Autrefois choisis pour vivre une expérience humaine, avec quelques intrigues ficelées par la production, les participants ont repris aujourd’hui la main sur la narration et livrent « leur vérité ». Ils teasent des intrigues, sèment des indices, et
se mettent en scène pour gagner du temps à l’écran. Au point d’en bouleverser les conditions de casting en faisant la balance en leur faveur avec leurs nombres d’abonnés. « On a vraiment une logique de ‘peopolisation’ maintenant. Les candidats construisent leurs images dès leur début », explique Virginie Spies.

La spécialiste des médias décrypte l’ascension de Kim Kardashian West. Rendue célèbre grâce à son émission de téléréalité familiale, L’incroyable famille Kardashian, la star américaine a pris la main sur son image, en se mettant en avant tout en gardant des détails sur sa vie privée. La femme d’affaires partage son quotidien avec ses 214 millions d’abonnés sur Instagram 
si bien qu’elle n’a plus besoin de la télévision. « D’ailleurs, on va plus suivre un candidat de téléréalité que l’émission dont il est issu », fait remarquer Nathalie Nadaud-Albertini.

Fans 2.0

Les spectateurs de votre programme ont décidé de vous délaisser pour Instagram, leur sentence est (pour l’heure) irrévocable.
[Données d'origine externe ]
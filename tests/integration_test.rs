use crossbeam_channel::{Receiver, Sender};
use std::sync::atomic::{AtomicUsize, Ordering};
use std::sync::Arc;
use std::thread;
use std::time::{Duration, Instant};
use taskpools::prelude::*;
use taskpools::{PoolProvisioner, PoolSet};

fn init_tracing() {
    let _ = tracing_subscriber::fmt()
        .with_env_filter(tracing_subscriber::EnvFilter::from_default_env())
        .with_test_writer()
        .try_init();
}

// core 2, max 4, queue 3 (the I/O pool doubles all three)
fn small_pools() -> PoolSet {
    let settings = ThreadPoolSettings::builder()
        .core_pool_size(2)
        .max_pool_size(4)
        .queue_capacity(3)
        .build()
        .unwrap();
    PoolProvisioner::new(settings)
        .with_cpu_count(2)
        .provision()
        .unwrap()
}

// Tasks blocked on the receiver proceed once the sender is dropped.
fn gate() -> (Sender<()>, Receiver<()>) {
    crossbeam_channel::bounded(0)
}

fn hold<F>(n: usize, wait: &Receiver<()>, submit: F) -> Vec<TaskHandle<usize>>
where
    F: Fn(Box<dyn FnOnce() -> usize + Send>) -> Result<TaskHandle<usize>>,
{
    (0..n)
        .map(|i| {
            let wait = wait.clone();
            submit(Box::new(move || {
                let _ = wait.recv();
                i
            }))
            .unwrap()
        })
        .collect()
}

#[test]
fn test_runtime_defaults() {
    init_tracing();
    let runtime = Runtime::new(ThreadPoolSettings::default()).unwrap();
    let pools = runtime.pools();

    assert_eq!(pools.general.config().core_pool_size, 10);
    assert_eq!(pools.general.config().max_pool_size, 50);
    assert_eq!(pools.io.config().core_pool_size, 20);
    assert_eq!(pools.io.config().queue_capacity, 200);
    assert_eq!(pools.cpu.config().core_pool_size, num_cpus::get());
    assert_eq!(pools.cpu.config().max_pool_size, 2 * num_cpus::get());
    assert_eq!(pools.cpu.config().queue_capacity, 100);

    runtime.shutdown();
}

#[test]
fn test_handles_complete_with_values() {
    init_tracing();
    let runtime = Runtime::new(ThreadPoolSettings::default()).unwrap();
    let dispatcher = runtime.dispatcher();

    let general = dispatcher.submit(|| "general").unwrap();
    let io = dispatcher.submit_io(|| 2u8).unwrap();
    let cpu = dispatcher.submit_cpu(|| (1..=10u64).product::<u64>()).unwrap();

    assert_eq!(general.join().unwrap(), "general");
    assert_eq!(io.join().unwrap(), 2);
    assert_eq!(cpu.join().unwrap(), 3_628_800);

    runtime.shutdown();
}

#[test]
fn test_cpu_pool_rejects_excess_load() {
    init_tracing();
    let pools = small_pools();
    let dispatcher = TaskDispatcher::new(&pools);
    let (open, wait) = gate();

    // max size + queue capacity
    let held = hold(7, &wait, |f| dispatcher.submit_cpu(f));
    assert_eq!(pools.cpu.pool_size(), 4);
    assert_eq!(pools.cpu.queue_size(), 3);

    for _ in 0..5 {
        let err = dispatcher.submit_cpu(|| 0).unwrap_err();
        assert!(matches!(err, Error::Saturated { ref pool } if pool == "cpu-task"));
    }
    assert_eq!(pools.cpu.stats().metrics.rejected, 5);

    drop(open);
    let values: Vec<_> = held.into_iter().map(|h| h.join().unwrap()).collect();
    assert_eq!(values, (0..7).collect::<Vec<_>>());
    pools.shutdown();
}

#[test]
fn test_general_pool_runs_excess_in_caller() {
    init_tracing();
    let pools = small_pools();
    let dispatcher = TaskDispatcher::new(&pools);
    let (open, wait) = gate();

    let held = hold(7, &wait, |f| dispatcher.submit(f));

    let caller = thread::current().id();
    for _ in 0..5 {
        let handle = dispatcher.submit(move || thread::current().id()).unwrap();
        assert!(handle.is_finished());
        assert_eq!(handle.join().unwrap(), caller);
    }
    let metrics = pools.general.stats().metrics;
    assert_eq!(metrics.caller_runs, 5);
    assert_eq!(metrics.rejected, 0);

    drop(open);
    for handle in held {
        handle.join().unwrap();
    }
    pools.shutdown();
}

#[test]
fn test_io_pool_logs_and_runs_in_caller() {
    init_tracing();
    let pools = small_pools();
    let dispatcher = TaskDispatcher::new(&pools);
    let (open, wait) = gate();

    // doubled: max 8 + queue 6
    let held = hold(14, &wait, |f| dispatcher.submit_io(f));

    let caller = thread::current().id();
    let handle = dispatcher.submit_io(move || thread::current().id()).unwrap();
    assert_eq!(handle.join().unwrap(), caller);

    let err = dispatcher
        .submit_io(|| -> u8 { panic!("io failure") })
        .unwrap_err();
    assert!(err.is_task_failure());

    drop(open);
    for handle in held {
        handle.join().unwrap();
    }
    pools.shutdown();
}

#[test]
fn test_cancel_before_start() {
    init_tracing();
    let pools = small_pools();
    let dispatcher = TaskDispatcher::new(&pools);
    let (open, wait) = gate();

    // both core threads busy, the next submission waits in the queue
    let busy = hold(2, &wait, |f| dispatcher.submit_cpu(f));

    let ran = Arc::new(AtomicUsize::new(0));
    let r = ran.clone();
    let queued = dispatcher
        .submit_cpu(move || {
            r.fetch_add(1, Ordering::SeqCst);
        })
        .unwrap();
    assert!(queued.cancel());
    assert!(queued.is_cancelled());

    drop(open);
    for handle in busy {
        handle.join().unwrap();
    }
    assert!(matches!(queued.join(), Err(Error::Cancelled)));
    pools.shutdown();
    assert_eq!(ran.load(Ordering::SeqCst), 0);
}

#[test]
fn test_cancel_after_start_is_ignored() {
    init_tracing();
    let pools = small_pools();
    let (started_tx, started_rx) = crossbeam_channel::bounded(1);
    let (open, wait) = gate();

    let handle = pools
        .general
        .submit(move || {
            let _ = started_tx.send(());
            let _ = wait.recv();
            "finished"
        })
        .unwrap();
    started_rx.recv().unwrap();

    assert!(!handle.cancel());
    drop(open);
    assert_eq!(handle.join().unwrap(), "finished");
    pools.shutdown();
}

#[test]
fn test_panic_does_not_kill_pool() {
    init_tracing();
    let pools = small_pools();
    let dispatcher = TaskDispatcher::new(&pools);

    let failed = dispatcher.submit_cpu(|| -> u32 { panic!("bad input") }).unwrap();
    let err = failed.join().unwrap_err();
    assert!(matches!(err, Error::TaskPanicked { ref message } if message == "bad input"));

    let ok = dispatcher.submit_cpu(|| 7).unwrap();
    assert_eq!(ok.join().unwrap(), 7);
    pools.shutdown();
}

#[test]
fn test_shutdown_completes_queued_tasks() {
    init_tracing();
    let settings = ThreadPoolSettings::builder()
        .core_pool_size(2)
        .max_pool_size(2)
        .queue_capacity(64)
        .wait_for_tasks_to_complete(true)
        .build()
        .unwrap();
    let runtime = Runtime::new(settings).unwrap();
    let counter = Arc::new(AtomicUsize::new(0));

    for _ in 0..60 {
        let counter = counter.clone();
        runtime
            .dispatcher()
            .execute(move || {
                thread::sleep(Duration::from_millis(1));
                counter.fetch_add(1, Ordering::SeqCst);
            })
            .unwrap();
    }

    runtime.shutdown();
    assert!(runtime.pools().general.is_terminated());
    assert_eq!(counter.load(Ordering::SeqCst), 60);

    let err = runtime.dispatcher().submit(|| ()).unwrap_err();
    assert!(matches!(err, Error::Shutdown { .. }));
}

#[test]
fn test_shutdown_without_waiting_cancels_queue() {
    init_tracing();
    let settings = ThreadPoolSettings::builder()
        .core_pool_size(1)
        .max_pool_size(1)
        .queue_capacity(8)
        .wait_for_tasks_to_complete(false)
        .build()
        .unwrap();
    let pools = PoolProvisioner::new(settings).with_cpu_count(1).provision().unwrap();
    let (open, wait) = gate();

    let running = hold(1, &wait, |f| pools.general.submit(f));
    let queued = hold(3, &wait, |f| pools.general.submit(f));

    pools.general.shutdown();
    for handle in queued {
        assert!(matches!(handle.join(), Err(Error::Cancelled)));
    }

    drop(open);
    for handle in running {
        assert_eq!(handle.join().unwrap(), 0);
    }
    assert!(pools.general.await_termination(Duration::from_secs(5)));
    pools.shutdown();
}

#[test]
fn test_await_handle_from_async_code() {
    init_tracing();
    let runtime = Runtime::new(ThreadPoolSettings::default()).unwrap();
    let dispatcher = runtime.dispatcher().clone();

    let total = futures::executor::block_on(async move {
        let a = dispatcher.submit_cpu(|| 20).unwrap();
        let b = dispatcher.submit_io(|| 22).unwrap();
        a.await.unwrap() + b.await.unwrap()
    });
    assert_eq!(total, 42);
    runtime.shutdown();
}

#[test]
fn test_scheduler_from_runtime() {
    init_tracing();
    let runtime = Runtime::new(ThreadPoolSettings::default()).unwrap();

    let delayed = runtime
        .scheduler()
        .schedule(Duration::from_millis(10), || "later")
        .unwrap();

    let ticks = Arc::new(AtomicUsize::new(0));
    let t = ticks.clone();
    let periodic = runtime
        .scheduler()
        .schedule_at_fixed_rate(Duration::from_millis(1), Duration::from_millis(5), move || {
            t.fetch_add(1, Ordering::SeqCst);
        })
        .unwrap();

    assert_eq!(delayed.join().unwrap(), "later");

    let deadline = Instant::now() + Duration::from_secs(5);
    while periodic.runs() < 2 && Instant::now() < deadline {
        thread::sleep(Duration::from_millis(5));
    }
    periodic.cancel();
    assert!(periodic.runs() >= 2);
    assert!(ticks.load(Ordering::SeqCst) >= 2);
    runtime.shutdown();
}

#[test]
fn test_provision_with_unbounded_style_queue() {
    init_tracing();
    let settings = ThreadPoolSettings::builder()
        .core_pool_size(2)
        .max_pool_size(4)
        .queue_capacity(i32::MAX as usize)
        .build()
        .unwrap();
    let runtime = Runtime::new(settings).unwrap();
    let dispatcher = runtime.dispatcher();
    assert_eq!(runtime.pools().io.config().queue_capacity, 2 * i32::MAX as usize);

    let handles: Vec<_> = (0..1_000u64)
        .map(|i| dispatcher.submit_cpu(move || i).unwrap())
        .collect();
    let sum: u64 = handles.into_iter().map(|h| h.join().unwrap()).sum();
    assert_eq!(sum, 499_500);
    runtime.shutdown();
}

#[test]
fn test_shutdown_runs_already_scheduled_jobs() {
    init_tracing();
    let settings = ThreadPoolSettings::builder()
        .wait_for_tasks_to_complete(true)
        .build()
        .unwrap();
    let runtime = Runtime::new(settings).unwrap();

    let delayed = runtime
        .scheduler()
        .schedule(Duration::from_millis(20), || "ran")
        .unwrap();
    let periodic = runtime
        .scheduler()
        .schedule_at_fixed_rate(Duration::from_secs(30), Duration::from_secs(30), || {})
        .unwrap();

    runtime.shutdown();
    assert_eq!(delayed.join().unwrap(), "ran");
    assert!(periodic.is_cancelled());
}

#[test]
fn test_shutdown_without_waiting_discards_scheduled_jobs() {
    init_tracing();
    let settings = ThreadPoolSettings::builder()
        .wait_for_tasks_to_complete(false)
        .build()
        .unwrap();
    let runtime = Runtime::new(settings).unwrap();

    let delayed = runtime
        .scheduler()
        .schedule(Duration::from_secs(30), || "never")
        .unwrap();

    runtime.shutdown();
    assert!(matches!(delayed.join(), Err(Error::Cancelled)));
}
//! Fixed-size pool for delayed and periodic work.

use super::panic;
use super::task::{Task, TaskHandle, TaskId, TaskOutcome};
use crate::error::{Error, Result};
use parking_lot::{Condvar, Mutex};
use std::cmp::Ordering as CmpOrdering;
use std::collections::BinaryHeap;
use std::mem;
use std::sync::atomic::{AtomicBool, AtomicU64, Ordering};
use std::sync::Arc;
use std::thread::{self, JoinHandle};
use std::time::{Duration, Instant};
use tracing::{error, info};

pub struct ScheduledPool {
    inner: Arc<Shared>,
    threads: Mutex<Vec<JoinHandle<()>>>,
}

struct Shared {
    name: String,
    // one-shot jobs already scheduled still run after shutdown
    run_delayed_after_shutdown: bool,
    state: Mutex<State>,
    available: Condvar,
    seq: AtomicU64,
}

struct State {
    heap: BinaryHeap<Entry>,
    shutdown: bool,
}

enum Job {
    Once(Task),
    Periodic(Arc<PeriodicJob>),
}

struct Entry {
    deadline: Instant,
    seq: u64,
    job: Job,
}

// BinaryHeap is a max-heap: the earliest deadline must compare greatest,
// ties broken by submission order.
impl Ord for Entry {
    fn cmp(&self, other: &Self) -> CmpOrdering {
        other
            .deadline
            .cmp(&self.deadline)
            .then_with(|| other.seq.cmp(&self.seq))
    }
}

impl PartialOrd for Entry {
    fn partial_cmp(&self, other: &Self) -> Option<CmpOrdering> {
        Some(self.cmp(other))
    }
}

impl PartialEq for Entry {
    fn eq(&self, other: &Self) -> bool {
        self.deadline == other.deadline && self.seq == other.seq
    }
}

impl Eq for Entry {}

struct PeriodicJob {
    id: TaskId,
    period: Duration,
    body: Mutex<Box<dyn FnMut() + Send + 'static>>,
    cancelled: AtomicBool,
    runs: AtomicU64,
}

/// Handle to a fixed-rate job.
#[derive(Clone)]
pub struct PeriodicHandle {
    job: Arc<PeriodicJob>,
}

impl PeriodicHandle {
    pub fn id(&self) -> TaskId {
        self.job.id
    }

    /// Stop future executions. A run already in progress completes.
    pub fn cancel(&self) {
        self.job.cancelled.store(true, Ordering::Release);
    }

    /// True once cancelled, or once the job panicked.
    pub fn is_cancelled(&self) -> bool {
        self.job.cancelled.load(Ordering::Acquire)
    }

    /// Completed executions so far.
    pub fn runs(&self) -> u64 {
        self.job.runs.load(Ordering::Acquire)
    }
}

impl std::fmt::Debug for PeriodicHandle {
    fn fmt(&self, f: &mut std::fmt::Formatter<'_>) -> std::fmt::Result {
        f.debug_struct("PeriodicHandle")
            .field("id", &self.job.id)
            .field("period", &self.job.period)
            .field("runs", &self.runs())
            .field("cancelled", &self.is_cancelled())
            .finish()
    }
}

impl ScheduledPool {
    /// Start `num_threads` threads. Delayed one-shot jobs scheduled before
    /// [`shutdown`](Self::shutdown) still run; periodic jobs stop.
    pub fn new<S: Into<String>>(name: S, num_threads: usize) -> Result<Self> {
        Self::with_shutdown_policy(name, num_threads, true)
    }

    /// Like [`new`](Self::new), but with `run_delayed_after_shutdown = false`
    /// shutdown discards every pending job and their handles resolve to
    /// [`Error::Cancelled`].
    pub fn with_shutdown_policy<S: Into<String>>(
        name: S,
        num_threads: usize,
        run_delayed_after_shutdown: bool,
    ) -> Result<Self> {
        let name = name.into();
        if num_threads == 0 {
            return Err(Error::config(format!("{name}: need at least 1 thread")));
        }

        let inner = Arc::new(Shared {
            name,
            run_delayed_after_shutdown,
            state: Mutex::new(State {
                heap: BinaryHeap::new(),
                shutdown: false,
            }),
            available: Condvar::new(),
            seq: AtomicU64::new(0),
        });

        let mut threads = Vec::with_capacity(num_threads);
        for id in 0..num_threads {
            let shared = inner.clone();
            let thread = thread::Builder::new()
                .name(format!("{}-{}", inner.name, id))
                .spawn(move || shared.run_worker())?;
            threads.push(thread);
        }

        Ok(Self {
            inner,
            threads: Mutex::new(threads),
        })
    }

    pub fn name(&self) -> &str {
        &self.inner.name
    }

    pub fn num_threads(&self) -> usize {
        self.threads.lock().len()
    }

    /// Run `f` once, no earlier than `delay` from now.
    pub fn schedule<F, T>(&self, delay: Duration, f: F) -> Result<TaskHandle<T>>
    where
        F: FnOnce() -> T + Send + 'static,
        T: Send + 'static,
    {
        let (task, handle) = Task::with_handle(f);
        self.inner.push(Instant::now() + delay, Job::Once(task))?;
        Ok(handle)
    }

    /// Run `f` after `initial_delay`, then every `period` measured from the
    /// previous scheduled start. A panic suppresses later runs.
    pub fn schedule_at_fixed_rate<F>(
        &self,
        initial_delay: Duration,
        period: Duration,
        f: F,
    ) -> Result<PeriodicHandle>
    where
        F: FnMut() + Send + 'static,
    {
        if period.is_zero() {
            return Err(Error::config("period must be > 0"));
        }

        let job = Arc::new(PeriodicJob {
            id: TaskId::next(),
            period,
            body: Mutex::new(Box::new(f)),
            cancelled: AtomicBool::new(false),
            runs: AtomicU64::new(0),
        });
        self.inner
            .push(Instant::now() + initial_delay, Job::Periodic(job.clone()))?;
        Ok(PeriodicHandle { job })
    }

    /// Jobs waiting for their deadline.
    pub fn pending(&self) -> usize {
        self.inner.state.lock().heap.len()
    }

    pub fn is_shutdown(&self) -> bool {
        self.inner.state.lock().shutdown
    }

    /// Stop accepting jobs and stop periodic jobs. Pending one-shot jobs run
    /// at their deadline unless the pool discards them on shutdown; this call
    /// blocks until the threads have exited.
    pub fn shutdown(&self) {
        let (kept, discarded) = {
            let mut state = self.inner.state.lock();
            if state.shutdown {
                return;
            }
            state.shutdown = true;

            let mut discarded = 0;
            for entry in mem::take(&mut state.heap).into_vec() {
                let keep =
                    self.inner.run_delayed_after_shutdown && matches!(entry.job, Job::Once(_));
                if keep {
                    state.heap.push(entry);
                    continue;
                }
                if let Job::Periodic(job) = &entry.job {
                    job.cancelled.store(true, Ordering::Release);
                }
                // dropping a one-shot task resolves its handle as cancelled
                drop(entry);
                discarded += 1;
            }
            (state.heap.len(), discarded)
        };
        self.inner.available.notify_all();
        info!(pool = %self.inner.name, kept, discarded, "scheduled pool shutting down");

        let current = thread::current().id();
        let threads: Vec<_> = self.threads.lock().drain(..).collect();
        for thread in threads {
            if thread.thread().id() != current {
                let _ = thread.join();
            }
        }
    }
}

impl Drop for ScheduledPool {
    fn drop(&mut self) {
        self.shutdown();
    }
}

impl std::fmt::Debug for ScheduledPool {
    fn fmt(&self, f: &mut std::fmt::Formatter<'_>) -> std::fmt::Result {
        f.debug_struct("ScheduledPool")
            .field("name", &self.inner.name)
            .field("pending", &self.pending())
            .finish()
    }
}

impl Shared {
    fn push(&self, deadline: Instant, job: Job) -> Result<()> {
        let seq = self.seq.fetch_add(1, Ordering::Relaxed);
        {
            let mut state = self.state.lock();
            if state.shutdown {
                return Err(Error::shutdown(&self.name));
            }
            state.heap.push(Entry { deadline, seq, job });
        }
        // a new earliest deadline must wake a sleeper
        self.available.notify_one();
        Ok(())
    }

    fn next_due(&self) -> Option<Entry> {
        let mut state = self.state.lock();
        loop {
            match state.heap.peek().map(|e| e.deadline) {
                None if state.shutdown => return None,
                None => self.available.wait(&mut state),
                Some(deadline) if deadline <= Instant::now() => return state.heap.pop(),
                Some(deadline) => {
                    self.available.wait_until(&mut state, deadline);
                }
            }
        }
    }

    fn run_worker(&self) {
        while let Some(entry) = self.next_due() {
            match entry.job {
                Job::Once(task) => {
                    let tid = task.id;
                    if let TaskOutcome::Panicked(info) = task.run() {
                        error!(pool = %self.name, task = tid.as_u64(), "scheduled task panicked: {}", info.message);
                    }
                }
                Job::Periodic(job) => self.run_periodic(entry.deadline, job),
            }
        }
    }

    fn run_periodic(&self, scheduled_at: Instant, job: Arc<PeriodicJob>) {
        if job.cancelled.load(Ordering::Acquire) {
            return;
        }

        let result = {
            let mut body = job.body.lock();
            panic::catch(|| (*body)())
        };

        match result {
            Ok(()) => {
                job.runs.fetch_add(1, Ordering::AcqRel);
                if !job.cancelled.load(Ordering::Acquire) {
                    // shut down in the meantime: the job just stops
                    let _ = self.push(scheduled_at + job.period, Job::Periodic(job));
                }
            }
            Err(info) => {
                job.cancelled.store(true, Ordering::Release);
                error!(
                    pool = %self.name,
                    task = job.id.as_u64(),
                    "periodic task panicked, suppressing further runs: {}",
                    info.message
                );
            }
        }
    }
}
Ils n’ont plus besoin d’attendre la prochaine émission, de se dégoter les derniers magazines people et de subir le décalage entre les dates de tournage et de diffusion pour suivre en temps réel les aventures de leurs célébrités favorites. Il suffit d’un tour sur les réseaux sociaux pour faire le point sur les romances entre Les Marseillais (W9) ou découvrir la bouille des nouveau-nés des Mamans et Célèbres (TFX).

Avec leur smartphone, « comme une extension de soi » analyse Nathalie Nadaud-Albertini, ils commentent, interagissent, soutiennent et renforcent un lien de proximité « comme des fans devant des matchs de foot ». Comptes dédiés à un candidat, pages regroupant les dernières news sur la planète téléréalité, groupes de fans, ils ont acquis un statut actif et prennent part au divertissement.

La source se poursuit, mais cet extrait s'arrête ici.